With discretionary spending expected to stay low until the virus is contained, government-provided relief becomes all the more important, Rajan wrote. The government’s reluctance to conserve resources for a possible future stimulus is a ‘self-defeating’ strategy, he adds.
Further explaining, “If you think of the economy as a patient, relief is the sustenance the patient needs while on the sickbed and fighting the disease. Without relief, households skip meals, pull their children out of school and send them to work or beg, pledge their gold to borrow, let EMIs and rent arrears pile up…Similarly, without relief, small and medium firms – think of a small restaurant — stop paying workers, let debt pile up, or close permanently. Essentially, the patient atrophies, so by the time the disease is contained, the patient has become a shell of herself,” said Rajan. Economic stimulus, he said, was like a tonic, but “if the patient has atrophied, the stimulus will have little effect”.

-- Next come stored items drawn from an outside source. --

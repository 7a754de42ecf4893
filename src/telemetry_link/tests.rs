use super::{Inbound, LiveLink, SnapshotPublisher, TelemetryFrame, TelemetrySource, decode_inbound};
use crate::flight_control::{
    AutopilotMode, FlightMode, PathTracer, RouteUpdate, TelemetryState, VehicleHealth,
};
use crate::mode_control::{Command, CommandError, PreconditionError};
use crate::util::{GeoPoint, GotoPolicy, SimConfig};
use futures::{FutureExt, SinkExt, StreamExt};
use tokio::{net::TcpListener, sync::watch, time::Duration};
use tokio_tungstenite::{WebSocketStream, accept_async, tungstenite::Message};

const HOME: GeoPoint = GeoPoint::new(5.0, 5.0);

fn decode_telemetry(line: &str) -> TelemetryFrame {
    match decode_inbound(line) {
        Ok(Inbound::Telemetry(frame)) => frame,
        other => panic!("expected a telemetry frame, got {other:?}"),
    }
}

async fn wait_for_state(
    rx: &mut watch::Receiver<TelemetryState>,
    pred: impl FnMut(&TelemetryState) -> bool,
) -> bool {
    tokio::time::timeout(Duration::from_secs(5), rx.wait_for(pred)).await.is_ok_and(|r| r.is_ok())
}

async fn next_bridge_command<S>(bridge: &mut WebSocketStream<S>) -> serde_json::Value
where S: tokio::io::AsyncRead + tokio::io::AsyncWrite + Unpin {
    loop {
        let msg = tokio::time::timeout(Duration::from_secs(5), bridge.next())
            .await
            .unwrap()
            .unwrap()
            .unwrap();
        if let Message::Text(text) = msg {
            return serde_json::from_str(text.as_str()).unwrap();
        }
    }
}

#[test]
fn test_simulated_snapshot_parses_as_live_frame() {
    let state = TelemetryState {
        position: GeoPoint::new(28.364_123, 75.588_456),
        altitude: 12.4,
        heading: 271.5,
        ground_speed: 15.0,
        airspeed: 17.0,
        vertical_speed: -2.0,
        roll: -7.5,
        pitch: -10.0,
        armed: true,
        mode: FlightMode::Rtl,
        health: VehicleHealth::SIMULATED,
    };
    let mut json = serde_json::to_value(TelemetryFrame::from(&state)).unwrap();
    json["type"] = "telemetry".into();
    let line = json.to_string();
    assert!(line.contains("\"relative_alt\":12.4"));
    assert!(line.contains("\"mode\":\"RTL\""));
    assert!(line.contains("\"battery_percentage\":100.0"));
    assert!(line.contains("\"gps_satellites\":15"));

    let parsed = decode_telemetry(&line).apply_to(&TelemetryState::initial(HOME));
    assert!(parsed.position.distance_to(state.position) < 1e-6);
    assert!((parsed.altitude - state.altitude).abs() < 1e-9);
    assert!((parsed.heading - state.heading).abs() < 1e-9);
    assert!((parsed.vertical_speed - state.vertical_speed).abs() < 1e-9);
    assert_eq!((parsed.armed, parsed.mode), (true, FlightMode::Rtl));
    assert_eq!(parsed.health, VehicleHealth::SIMULATED);
}

#[test]
fn test_health_fields_merge_individually() {
    let mut prev = TelemetryState::initial(HOME);
    prev.health = VehicleHealth::SIMULATED;

    let line = r#"{"battery_voltage":11.1,"battery_percentage":42.5,"gps_satellites":7,"gps_fix":false,"gps_fix_type":1}"#;
    let next = decode_telemetry(line).apply_to(&prev);
    assert_eq!(next.health.battery_voltage, 11.1);
    assert_eq!(next.health.battery_percentage, 42.5);
    assert_eq!(next.health.gps_satellites, 7);
    assert!(!next.health.gps_fix);
    assert_eq!(next.health.gps_fix_type, 1);
    assert_eq!(next.health.battery_current, prev.health.battery_current);
    assert_eq!(next.health.gps_hdop, prev.health.gps_hdop);
    assert_eq!(next.position, prev.position);

    assert!(decode_inbound(r#"{"gps_satellites":-3}"#).is_err());
}

#[test]
fn test_publisher_wakes_route_feed_only_on_new_samples() {
    let mut tracer = PathTracer::new(Duration::ZERO);
    let state = TelemetryState::initial(HOME);
    let publisher = SnapshotPublisher::new(state, tracer.view());
    let mut feed = publisher.route();
    assert_eq!(feed.take_update(), Some(RouteUpdate::Replace(Vec::new())));

    tracer.reset(HOME);
    publisher.publish(&state);
    assert!(feed.changed().now_or_never().is_some());
    assert_eq!(feed.take_update(), Some(RouteUpdate::Replace(vec![HOME])));

    for i in 1..=300 {
        let point = GeoPoint::new(5.0 + f64::from(i) * 1e-5, 5.0);
        assert!(tracer.record(point));
        publisher.publish(&state);
        assert_eq!(feed.take_update(), Some(RouteUpdate::Extend(vec![point])));
    }

    // a snapshot without a new sample does not wake the feed
    publisher.publish(&state);
    assert!(feed.changed().now_or_never().is_none());
    assert_eq!(feed.take_update(), None);

    feed.rewind();
    match feed.take_update() {
        Some(RouteUpdate::Replace(points)) => assert_eq!(points.len(), 301),
        other => panic!("expected the whole route, got {other:?}"),
    }
}

#[test]
fn test_partial_frames_merge_into_previous() {
    let mut prev = TelemetryState::initial(HOME);
    prev.heading = 42.0;
    prev.altitude = 3.0;

    let next = decode_telemetry(r#"{"type":"telemetry","armed":true}"#).apply_to(&prev);
    assert_eq!(next.position, HOME);
    assert_eq!(next.altitude, 3.0);
    assert_eq!(next.heading, 42.0);
    assert!(next.armed);

    // no yaw, moved north: heading is inferred
    let moved = decode_telemetry(r#"{"lat":5.001}"#).apply_to(&next);
    assert!(moved.heading.abs() < 1e-6 || (moved.heading - 360.0).abs() < 1e-6);
    assert_eq!(moved.position, GeoPoint::new(5.001, 5.0));

    // tiny jitter keeps the heading
    let jitter = decode_telemetry(r#"{"lon":5.0000001}"#).apply_to(&prev);
    assert_eq!(jitter.heading, 42.0);

    let yawed = decode_telemetry(r#"{"yaw":-90.0,"relative_alt":-0.3}"#).apply_to(&prev);
    assert_eq!(yawed.heading, 270.0);
    assert_eq!(yawed.altitude, 0.0);
}

#[test]
fn test_live_mode_names() {
    let prev = TelemetryState::initial(HOME);
    let frame = |armed: bool, mode: &str| {
        let line = serde_json::json!({ "armed": armed, "mode": mode }).to_string();
        decode_telemetry(&line).apply_to(&prev).mode
    };
    assert_eq!(frame(true, "STABILIZE"), FlightMode::Guided);
    assert_eq!(frame(false, "STABILIZE"), FlightMode::Grounded);
    assert_eq!(frame(true, "rtl"), FlightMode::Rtl);
    assert_eq!(frame(true, "Land"), FlightMode::Land);
    assert_eq!(frame(false, "GUIDED"), FlightMode::Guided);
}

#[test]
fn test_malformed_frames_are_rejected() {
    for line in ["not json", "[1.0, 2.0]", r#"{"lat":"north"}"#, r#"{"type":5}"#, "42"] {
        assert!(decode_inbound(line).is_err(), "{line} was accepted");
    }
    assert_eq!(
        decode_inbound(r#"{"type":"status","message":"Takeoff command successful"}"#).unwrap(),
        Inbound::Status("Takeoff command successful".to_string())
    );
    assert_eq!(decode_inbound(r#"{"type":"heartbeat"}"#).unwrap(), Inbound::Other("heartbeat".to_string()));
}

#[tokio::test]
async fn test_live_link_mirrors_bridge() {
    let listener = TcpListener::bind("127.0.0.1:0").await.unwrap();
    let addr = listener.local_addr().unwrap();
    let config =
        SimConfig { home: HOME, goto_policy: GotoPolicy::RequireAirborne, ..SimConfig::default() };
    let mut link = LiveLink::start(format!("ws://{addr}"), &config);
    let mut telemetry = link.telemetry();

    assert_eq!(
        link.submit(Command::Arm).await,
        Err(CommandError::Precondition(PreconditionError::NotConnected))
    );
    link.submit(Command::SetConnected(true)).await.unwrap();
    let (socket, _) =
        tokio::time::timeout(Duration::from_secs(5), listener.accept()).await.unwrap().unwrap();
    let mut bridge = accept_async(socket).await.unwrap();

    let first = r#"{"type":"telemetry","lat":1.0,"lon":2.0,"relative_alt":0.0,"armed":false,"mode":"STABILIZE","battery_percentage":87.0,"gps_satellites":11}"#;
    bridge.send(Message::text(first.to_owned())).await.unwrap();
    assert!(wait_for_state(&mut telemetry, |t| t.position.lat() == 1.0).await);
    let state = *telemetry.borrow();
    assert_eq!(state.mode, FlightMode::Grounded);
    assert_eq!((state.health.battery_percentage, state.health.gps_satellites), (87.0, 11));

    for text in ["garbage", r#"{"type":"status","message":"hi"}"#, r#"{"lat":1.001}"#] {
        bridge.send(Message::text(text.to_owned())).await.unwrap();
    }
    bridge.send(Message::binary(vec![1u8, 2, 3])).await.unwrap();
    assert!(wait_for_state(&mut telemetry, |t| t.position.lat() == 1.001).await);
    let state = *telemetry.borrow();
    assert_eq!(state.position.lon(), 2.0);
    assert!(state.heading.abs() < 1e-6 || (state.heading - 360.0).abs() < 1e-6);
    assert_eq!(state.health.battery_percentage, 87.0);

    let ack = link.submit(Command::Arm).await.unwrap();
    assert!(!ack.maneuver_started);
    assert_eq!(next_bridge_command(&mut bridge).await["command"], "arm");

    link.submit(Command::SetMode { mode: AutopilotMode::Loiter }).await.unwrap();
    let forwarded = next_bridge_command(&mut bridge).await;
    assert_eq!(forwarded["command"], "set_mode");
    assert_eq!(forwarded["params"]["mode"], "LOITER");

    assert_eq!(
        link.submit(Command::Goto { position: GeoPoint::new(1.01, 2.0) }).await,
        Err(CommandError::Precondition(PreconditionError::NotAirborne))
    );

    // losing the bridge resets the snapshot
    drop(bridge);
    assert!(wait_for_state(&mut telemetry, |t| *t == TelemetryState::initial(HOME)).await);
    assert_eq!(
        link.submit(Command::Land).await,
        Err(CommandError::Precondition(PreconditionError::NotConnected))
    );

    link.shutdown().await;
    assert_eq!(link.submit(Command::Arm).await, Err(CommandError::LinkUnavailable));
}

He called out government officials waiting for a stimulus once India has finally contained the virus for underestimating the damage. “Instead of claiming there is a V-shaped recovery around the corner, they should wonder why the US, despite spending over 20 percent of GDP in fiscal and credit relief measures, is still worried the economy will not return to pre-pandemic GDP levels by the end of 2021,” he added.
Rajan said the government needed to expand the resource envelope in every way possible, spend as cleverly as possible and take every action without additional spending. “All this requires a more thoughtful and active government. Unfortunately, after an initial burst of activity, it seems to have retreated into a shell,” he remarked.
He recommended that the country has an option of borrowing more, but it needs to show the commitment of returning to fiscal viability in the medium term. He writes- “For example, by setting future debt reduction targets through legislation and committing to honest and transparent fiscal numbers with a watchdog independent fiscal council.”
Further, he suggested that the government should have its public firm shares ready for on-tap sales to take advantage of high levels of activity in the market to get more money on hand. Stating that many public sector enterprises have surplus land in prime areas, he writes, “the current period of buoyancy already looks like a missed opportunity.”
For the sustained recovery of the Indian economy, Rajan says, that Mahatma Gandhi National Rural Employment Guarantee Act (MNREGA) is a ‘tried and tested means of providing rural relief’. For those who do not have access to MNREGA, the government can provide direct cash transfers (DTCs), he recommends.
“Cash-rich platforms like Amazon, Reliance, and Walmart could help smaller suppliers get back on their feet, even funding some of them,” he writes saying the private sector can be reigned in for help, as they have more capital at hand.